:: To do ::
Retype, word for word, every line from the one holding "assert!(!is_db_cluster_member(&model));" through the one holding "pending_role.associated_roles = vec![DbInstanceRole" in the entries below, both included, and only those lines.

:: Data records ::
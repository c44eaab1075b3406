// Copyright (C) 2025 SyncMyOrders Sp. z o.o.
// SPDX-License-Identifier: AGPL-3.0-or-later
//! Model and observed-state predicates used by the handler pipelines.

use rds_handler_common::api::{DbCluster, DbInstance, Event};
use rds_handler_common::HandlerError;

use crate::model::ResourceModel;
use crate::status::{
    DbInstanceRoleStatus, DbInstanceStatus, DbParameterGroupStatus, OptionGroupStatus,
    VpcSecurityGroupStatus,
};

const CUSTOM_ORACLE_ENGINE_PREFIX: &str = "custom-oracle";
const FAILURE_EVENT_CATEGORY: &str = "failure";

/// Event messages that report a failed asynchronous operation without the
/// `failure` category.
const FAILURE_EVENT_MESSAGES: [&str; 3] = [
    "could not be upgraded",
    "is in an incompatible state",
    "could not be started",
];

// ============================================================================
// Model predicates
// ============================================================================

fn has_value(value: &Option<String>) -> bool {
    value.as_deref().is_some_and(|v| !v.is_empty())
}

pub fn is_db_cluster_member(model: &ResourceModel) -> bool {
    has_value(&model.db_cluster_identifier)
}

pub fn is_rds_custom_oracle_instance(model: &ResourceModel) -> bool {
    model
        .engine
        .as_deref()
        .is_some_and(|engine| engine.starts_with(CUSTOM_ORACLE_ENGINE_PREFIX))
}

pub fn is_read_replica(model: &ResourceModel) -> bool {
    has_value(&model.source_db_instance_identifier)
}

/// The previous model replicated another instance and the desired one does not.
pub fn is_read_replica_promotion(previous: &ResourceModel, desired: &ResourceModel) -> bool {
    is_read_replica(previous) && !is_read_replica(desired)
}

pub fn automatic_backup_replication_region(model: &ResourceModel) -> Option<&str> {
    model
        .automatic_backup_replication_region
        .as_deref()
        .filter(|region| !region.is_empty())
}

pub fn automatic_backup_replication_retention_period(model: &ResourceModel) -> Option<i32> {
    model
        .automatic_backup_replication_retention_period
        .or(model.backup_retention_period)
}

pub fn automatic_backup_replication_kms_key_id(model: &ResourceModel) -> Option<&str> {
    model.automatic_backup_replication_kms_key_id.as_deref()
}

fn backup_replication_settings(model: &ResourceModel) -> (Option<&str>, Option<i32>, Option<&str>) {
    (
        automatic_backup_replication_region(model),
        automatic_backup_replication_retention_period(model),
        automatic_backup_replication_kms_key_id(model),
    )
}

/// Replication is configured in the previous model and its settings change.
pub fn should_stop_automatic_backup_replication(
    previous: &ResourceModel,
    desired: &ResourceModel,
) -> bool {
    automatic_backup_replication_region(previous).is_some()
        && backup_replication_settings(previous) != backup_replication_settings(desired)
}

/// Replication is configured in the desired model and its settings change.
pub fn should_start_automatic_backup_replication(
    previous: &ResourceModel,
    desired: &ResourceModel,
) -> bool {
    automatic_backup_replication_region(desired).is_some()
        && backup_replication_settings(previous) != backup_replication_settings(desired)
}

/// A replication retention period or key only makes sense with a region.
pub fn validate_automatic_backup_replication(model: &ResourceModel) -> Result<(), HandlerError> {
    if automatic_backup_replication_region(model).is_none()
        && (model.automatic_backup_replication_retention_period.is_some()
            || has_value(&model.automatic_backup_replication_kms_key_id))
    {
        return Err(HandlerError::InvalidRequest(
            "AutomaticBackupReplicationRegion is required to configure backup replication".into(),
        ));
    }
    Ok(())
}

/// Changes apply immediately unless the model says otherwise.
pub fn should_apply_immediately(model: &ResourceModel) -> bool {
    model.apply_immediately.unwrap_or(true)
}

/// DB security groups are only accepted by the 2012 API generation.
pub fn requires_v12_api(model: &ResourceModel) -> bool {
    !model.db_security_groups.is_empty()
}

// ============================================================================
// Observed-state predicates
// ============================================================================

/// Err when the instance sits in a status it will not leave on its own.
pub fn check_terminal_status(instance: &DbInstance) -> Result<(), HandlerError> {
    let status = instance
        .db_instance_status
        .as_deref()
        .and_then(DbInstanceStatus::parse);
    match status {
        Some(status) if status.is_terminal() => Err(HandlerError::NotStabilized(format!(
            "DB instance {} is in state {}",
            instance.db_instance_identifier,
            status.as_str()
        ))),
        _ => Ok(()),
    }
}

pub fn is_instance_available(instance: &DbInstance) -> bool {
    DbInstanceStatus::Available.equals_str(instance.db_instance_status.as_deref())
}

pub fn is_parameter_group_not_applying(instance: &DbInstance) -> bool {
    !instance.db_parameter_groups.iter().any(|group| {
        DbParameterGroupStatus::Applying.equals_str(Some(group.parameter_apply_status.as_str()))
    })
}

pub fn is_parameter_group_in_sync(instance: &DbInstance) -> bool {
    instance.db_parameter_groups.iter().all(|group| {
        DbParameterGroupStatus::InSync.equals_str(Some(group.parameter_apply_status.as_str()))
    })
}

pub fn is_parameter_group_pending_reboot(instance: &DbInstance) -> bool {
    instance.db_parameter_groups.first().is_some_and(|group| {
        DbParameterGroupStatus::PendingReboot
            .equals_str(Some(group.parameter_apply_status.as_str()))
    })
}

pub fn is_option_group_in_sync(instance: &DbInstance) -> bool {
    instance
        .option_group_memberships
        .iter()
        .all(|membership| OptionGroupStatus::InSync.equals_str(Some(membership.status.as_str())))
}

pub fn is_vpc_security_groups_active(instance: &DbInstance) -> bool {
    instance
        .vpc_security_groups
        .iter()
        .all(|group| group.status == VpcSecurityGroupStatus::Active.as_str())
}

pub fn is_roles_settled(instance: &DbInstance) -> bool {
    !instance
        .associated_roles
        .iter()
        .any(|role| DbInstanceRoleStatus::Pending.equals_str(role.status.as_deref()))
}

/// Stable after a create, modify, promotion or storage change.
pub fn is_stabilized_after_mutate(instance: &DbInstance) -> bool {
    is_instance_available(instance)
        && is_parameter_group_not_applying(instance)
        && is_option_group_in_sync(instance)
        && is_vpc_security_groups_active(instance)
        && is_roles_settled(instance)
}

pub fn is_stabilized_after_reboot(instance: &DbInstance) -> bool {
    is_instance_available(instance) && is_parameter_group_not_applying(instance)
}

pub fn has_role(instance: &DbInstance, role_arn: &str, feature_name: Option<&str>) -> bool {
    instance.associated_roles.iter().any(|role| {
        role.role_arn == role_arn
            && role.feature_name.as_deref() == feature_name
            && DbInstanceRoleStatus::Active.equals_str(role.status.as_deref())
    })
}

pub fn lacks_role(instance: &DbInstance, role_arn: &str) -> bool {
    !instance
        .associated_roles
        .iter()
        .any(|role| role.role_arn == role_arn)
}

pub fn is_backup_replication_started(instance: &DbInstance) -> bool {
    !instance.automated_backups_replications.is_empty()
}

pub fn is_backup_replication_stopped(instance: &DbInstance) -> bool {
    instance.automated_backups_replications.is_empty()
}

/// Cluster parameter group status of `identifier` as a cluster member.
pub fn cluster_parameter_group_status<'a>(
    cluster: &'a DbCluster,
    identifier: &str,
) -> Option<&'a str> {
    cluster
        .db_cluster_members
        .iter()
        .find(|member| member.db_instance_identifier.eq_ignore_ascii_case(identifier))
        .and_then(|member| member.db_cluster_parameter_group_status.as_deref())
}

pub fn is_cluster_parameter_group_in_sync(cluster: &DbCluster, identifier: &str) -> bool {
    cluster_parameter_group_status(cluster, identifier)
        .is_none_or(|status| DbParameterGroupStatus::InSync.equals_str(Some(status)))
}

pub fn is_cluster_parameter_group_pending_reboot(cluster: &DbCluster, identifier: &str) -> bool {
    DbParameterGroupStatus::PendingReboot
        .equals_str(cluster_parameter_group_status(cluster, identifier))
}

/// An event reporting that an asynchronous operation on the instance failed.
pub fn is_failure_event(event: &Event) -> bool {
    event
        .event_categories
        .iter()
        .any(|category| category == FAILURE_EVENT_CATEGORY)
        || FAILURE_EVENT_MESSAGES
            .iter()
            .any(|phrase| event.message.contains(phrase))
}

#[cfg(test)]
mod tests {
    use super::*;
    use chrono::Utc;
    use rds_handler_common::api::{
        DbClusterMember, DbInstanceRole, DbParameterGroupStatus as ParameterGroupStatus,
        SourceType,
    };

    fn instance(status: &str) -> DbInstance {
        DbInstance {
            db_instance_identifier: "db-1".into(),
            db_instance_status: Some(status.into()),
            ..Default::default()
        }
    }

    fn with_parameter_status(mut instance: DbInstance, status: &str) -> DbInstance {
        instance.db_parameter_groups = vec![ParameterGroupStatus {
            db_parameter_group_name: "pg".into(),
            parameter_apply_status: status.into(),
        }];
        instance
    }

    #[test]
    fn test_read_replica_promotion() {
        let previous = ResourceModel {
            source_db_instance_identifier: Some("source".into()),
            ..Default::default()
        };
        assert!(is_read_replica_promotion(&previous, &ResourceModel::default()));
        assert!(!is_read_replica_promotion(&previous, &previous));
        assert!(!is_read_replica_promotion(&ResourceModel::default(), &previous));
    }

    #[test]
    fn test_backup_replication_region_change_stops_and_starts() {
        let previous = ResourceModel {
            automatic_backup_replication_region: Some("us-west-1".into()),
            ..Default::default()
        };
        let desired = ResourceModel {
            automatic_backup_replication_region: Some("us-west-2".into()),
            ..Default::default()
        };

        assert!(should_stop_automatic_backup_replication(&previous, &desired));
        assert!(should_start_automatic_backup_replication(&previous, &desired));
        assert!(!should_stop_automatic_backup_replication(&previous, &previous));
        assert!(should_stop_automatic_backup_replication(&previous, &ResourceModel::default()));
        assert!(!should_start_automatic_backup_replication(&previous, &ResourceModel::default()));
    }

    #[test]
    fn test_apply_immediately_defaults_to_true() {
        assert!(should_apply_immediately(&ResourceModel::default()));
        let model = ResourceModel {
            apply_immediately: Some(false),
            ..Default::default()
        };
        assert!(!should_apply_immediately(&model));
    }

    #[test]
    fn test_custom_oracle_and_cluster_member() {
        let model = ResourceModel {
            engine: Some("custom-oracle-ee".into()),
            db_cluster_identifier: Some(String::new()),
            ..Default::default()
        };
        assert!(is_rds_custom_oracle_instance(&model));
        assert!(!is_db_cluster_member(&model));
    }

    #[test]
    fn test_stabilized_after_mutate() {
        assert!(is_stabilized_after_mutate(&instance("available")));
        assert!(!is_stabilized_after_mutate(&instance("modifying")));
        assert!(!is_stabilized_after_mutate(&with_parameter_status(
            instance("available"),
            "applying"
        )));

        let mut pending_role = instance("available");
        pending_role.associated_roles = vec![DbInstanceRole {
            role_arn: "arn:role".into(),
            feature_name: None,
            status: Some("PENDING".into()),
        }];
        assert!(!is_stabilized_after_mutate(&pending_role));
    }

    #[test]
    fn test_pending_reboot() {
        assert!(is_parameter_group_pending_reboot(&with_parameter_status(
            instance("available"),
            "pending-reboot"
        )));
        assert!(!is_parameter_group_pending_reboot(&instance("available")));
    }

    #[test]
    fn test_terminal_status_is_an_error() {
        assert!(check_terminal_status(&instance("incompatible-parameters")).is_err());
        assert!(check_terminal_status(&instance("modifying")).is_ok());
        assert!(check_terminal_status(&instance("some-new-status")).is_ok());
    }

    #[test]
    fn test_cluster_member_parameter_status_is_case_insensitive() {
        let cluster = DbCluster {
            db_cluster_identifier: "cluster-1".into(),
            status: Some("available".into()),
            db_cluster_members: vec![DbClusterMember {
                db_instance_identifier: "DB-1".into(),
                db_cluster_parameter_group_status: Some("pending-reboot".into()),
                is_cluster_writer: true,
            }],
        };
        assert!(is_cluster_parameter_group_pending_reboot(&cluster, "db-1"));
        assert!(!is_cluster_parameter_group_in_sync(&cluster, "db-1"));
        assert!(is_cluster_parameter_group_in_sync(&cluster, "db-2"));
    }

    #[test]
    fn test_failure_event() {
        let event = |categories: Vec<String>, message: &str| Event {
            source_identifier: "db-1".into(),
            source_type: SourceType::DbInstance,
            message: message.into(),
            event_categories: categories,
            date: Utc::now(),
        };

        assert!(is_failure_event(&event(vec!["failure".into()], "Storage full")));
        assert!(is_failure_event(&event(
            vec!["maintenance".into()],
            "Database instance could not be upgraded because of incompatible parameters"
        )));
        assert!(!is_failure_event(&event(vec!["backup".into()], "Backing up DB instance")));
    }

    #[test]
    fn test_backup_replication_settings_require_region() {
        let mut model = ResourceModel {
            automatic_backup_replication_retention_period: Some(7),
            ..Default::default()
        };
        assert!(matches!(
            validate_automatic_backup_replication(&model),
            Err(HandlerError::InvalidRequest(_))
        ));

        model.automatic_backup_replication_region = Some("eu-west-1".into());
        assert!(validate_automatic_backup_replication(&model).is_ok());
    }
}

:: Response ::
        assert!(!is_db_cluster_member(&model));
    }

    #[test]
    fn test_stabilized_after_mutate() {
        assert!(is_stabilized_after_mutate(&instance("available")));
        assert!(!is_stabilized_after_mutate(&instance("modifying")));
        assert!(!is_stabilized_after_mutate(&with_parameter_status(
            instance("available"),
            "applying"
        )));

        let mut pending_role = instance("available");
        pending_role.associated_roles = vec![DbInstanceRole {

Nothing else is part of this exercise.